In a previous report, MMP-3 and MMP-9 genes had a minor genetic effects on the development of CALs (12). It is possible that the differences in the genetic backgrounds or the study populations with respect to gender, age at KD onset, or variation of treatment protocol during the acute phase, will cause distinct results. There was a considerable difference in the male-to-female ratio of KD patients with CALs between our study and the previous research by Park et al. (12) (2.4 for ours versus 4.7 for that of Park et al.), whereas there was no difference in the age at KD onset. Details of treatment protocol during the acute phase were not provided in the paper by Park et al. (12). Further evaluation with a larger study population would be essential to confirm the genetic predisposition of the MMP-13 gene to the development of CALs in KD.

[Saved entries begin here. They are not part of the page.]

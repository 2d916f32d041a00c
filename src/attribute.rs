//! Attribute schema: names, types, and the string↔scalar encoding used
//! throughout the crate.
//!
//! Every value that flows through a [`Dataset`](crate::dataset::Dataset) is
//! a plain `f64`. Nominal attributes store the index into their `levels`
//! table as that `f64`; missing values of any type are `NaN`.

use crate::error::{RuleInductionError, RuleInductionResult};
use serde::{Deserialize, Serialize};

/// The two attribute kinds the engine understands.
#[derive(Debug, Clone, Copy, PartialEq, Eq, Serialize, Deserialize)]
pub enum AttributeType {
    /// Ordered, real-valued; possibly missing.
    Numerical,
    /// Finite-domain categorical; possibly missing.
    Nominal,
}

/// Name, type, and (for nominal attributes) level table of one column.
#[derive(Debug, Clone, PartialEq, Serialize, Deserialize)]
pub struct Attribute {
    name: String,
    attribute_type: AttributeType,
    /// Ordered list of level strings. Empty for numerical attributes.
    levels: Vec<String>,
}

impl Attribute {
    /// Builds a numerical attribute.
    pub fn numerical(name: impl Into<String>) -> Self {
        Attribute {
            name: name.into(),
            attribute_type: AttributeType::Numerical,
            levels: Vec::new(),
        }
    }

    /// Builds a nominal attribute with the given ordered levels.
    pub fn nominal(name: impl Into<String>, levels: Vec<String>) -> Self {
        Attribute {
            name: name.into(),
            attribute_type: AttributeType::Nominal,
            levels,
        }
    }

    pub fn name(&self) -> &str {
        &self.name
    }

    pub fn attribute_type(&self) -> AttributeType {
        self.attribute_type
    }

    pub fn is_nominal(&self) -> bool {
        matches!(self.attribute_type, AttributeType::Nominal)
    }

    pub fn is_numerical(&self) -> bool {
        matches!(self.attribute_type, AttributeType::Numerical)
    }

    pub fn levels(&self) -> &[String] {
        &self.levels
    }

    /// Appends a new level, returning its index, or reuses an existing one.
    pub fn intern_level(&mut self, value: &str) -> usize {
        if let Some(pos) = self.levels.iter().position(|l| l == value) {
            pos
        } else {
            self.levels.push(value.to_string());
            self.levels.len() - 1
        }
    }

    /// Encodes a raw string field into the scalar representation.
    ///
    /// Empty string, `"?"`, and `"NA"` always decode to `NaN` regardless of
    /// type. For nominal attributes the string must already be a known
    /// level. For numerical attributes the string must parse as a float.
    pub fn encode(&self, raw: &str) -> RuleInductionResult<f64> {
        if raw.is_empty() || raw == "?" || raw == "NA" {
            return Ok(f64::NAN);
        }
        match self.attribute_type {
            AttributeType::Nominal => self
                .levels
                .iter()
                .position(|l| l == raw)
                .map(|idx| idx as f64)
                .ok_or_else(|| {
                    RuleInductionError::SchemaMismatch(format!(
                        "unknown value \"{raw}\" for nominal attribute \"{}\"",
                        self.name
                    ))
                }),
            AttributeType::Numerical => raw.trim().parse::<f64>().map_err(|_| {
                RuleInductionError::SchemaMismatch(format!(
                    "attribute \"{}\" is numerical, cannot parse \"{raw}\"",
                    self.name
                ))
            }),
        }
    }

    /// Decodes a scalar back into its string form.
    ///
    /// Nominal attributes look up `levels[round(scalar)]`; numerical
    /// attributes format the float with the default `f64` `Display`
    /// formatting. `NaN` decodes to `"?"`.
    pub fn decode(&self, value: f64) -> String {
        if value.is_nan() {
            return "?".to_string();
        }
        match self.attribute_type {
            AttributeType::Nominal => {
                let idx = value.round() as usize;
                self.levels
                    .get(idx)
                    .cloned()
                    .unwrap_or_else(|| "?".to_string())
            }
            AttributeType::Numerical => format_float(value),
        }
    }
}

/// Formats a float the way the engine's rule grammar expects: the shortest
/// representation that round-trips, with no trailing `.0` stripped (matches
/// the host's default float formatting referenced by the rule grammar).
pub(crate) fn format_float(value: f64) -> String {
    if value.fract() == 0.0 && value.abs() < 1e15 {
        format!("{value:.0}")
    } else {
        format!("{value}")
    }
}

#[cfg(test)]
mod tests {
    use super::*;

    #[test]
    fn test_numerical_encode_decode() {
        let attr = Attribute::numerical("x1");
        assert_eq!(attr.encode("3.14").unwrap(), 3.14);
        assert!(attr.encode("?").unwrap().is_nan());
        assert!(attr.encode("").unwrap().is_nan());
        assert!(attr.encode("NA").unwrap().is_nan());
        assert_eq!(attr.decode(3.14), "3.14");
        assert_eq!(attr.decode(2.0), "2");
    }

    #[test]
    fn test_numerical_encode_bad_value() {
        let attr = Attribute::numerical("x1");
        assert!(attr.encode("not-a-number").is_err());
    }

    #[test]
    fn test_nominal_encode_decode() {
        let attr = Attribute::nominal(
            "color",
            vec!["red".to_string(), "green".to_string(), "blue".to_string()],
        );
        assert_eq!(attr.encode("green").unwrap(), 1.0);
        assert_eq!(attr.decode(1.0), "green");
        assert!(attr.encode("?").unwrap().is_nan());
    }

    #[test]
    fn test_nominal_unknown_value_errors() {
        let attr = Attribute::nominal("color", vec!["red".to_string()]);
        let err = attr.encode("purple").unwrap_err();
        assert!(matches!(err, RuleInductionError::SchemaMismatch(_)));
    }

    #[test]
    fn test_intern_level_reuses_existing() {
        let mut attr = Attribute::nominal("color", vec!["red".to_string()]);
        assert_eq!(attr.intern_level("red"), 0);
        assert_eq!(attr.intern_level("blue"), 1);
        assert_eq!(attr.levels(), &["red".to_string(), "blue".to_string()]);
    }
}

There are several limitations that need to be acknowledged and addressed regarding the present study. First, the sample sizes in this study did not have a sufficient power for statistical analysis of the MMP-2, -3, -9, and -12 genes. The minor allele frequencies of MMP-2, -3, -9, and -12 genes in the controls were as low as 0.28, 0.14, 0.17, and 0.02, respectively, and allele sizes of KD patients with and without CALs were only 88 and 184, respectively. In this situation, odds ratios of 1.92, 2.04, 2.09, 8.72, or greater were required to reach statistical significance between KD patients with and without CALs. Second, the estimated haplotype frequency in the MMP-13 gene could have been confirmed by information from their parental genotypes. Consequently, further evaluation with a larger study population and, if possible, with parental genotype information would give us more confirmatory results of this study.

In conclusion, our study has demonstrated that the MMP-13 gene appears to be a susceptibility gene to the development of CALs in patients with KD. Better understanding of the relationship between MMP-13 and vascular lesions in KD would contribute to the understanding of the mechanism of CAL formation in KD.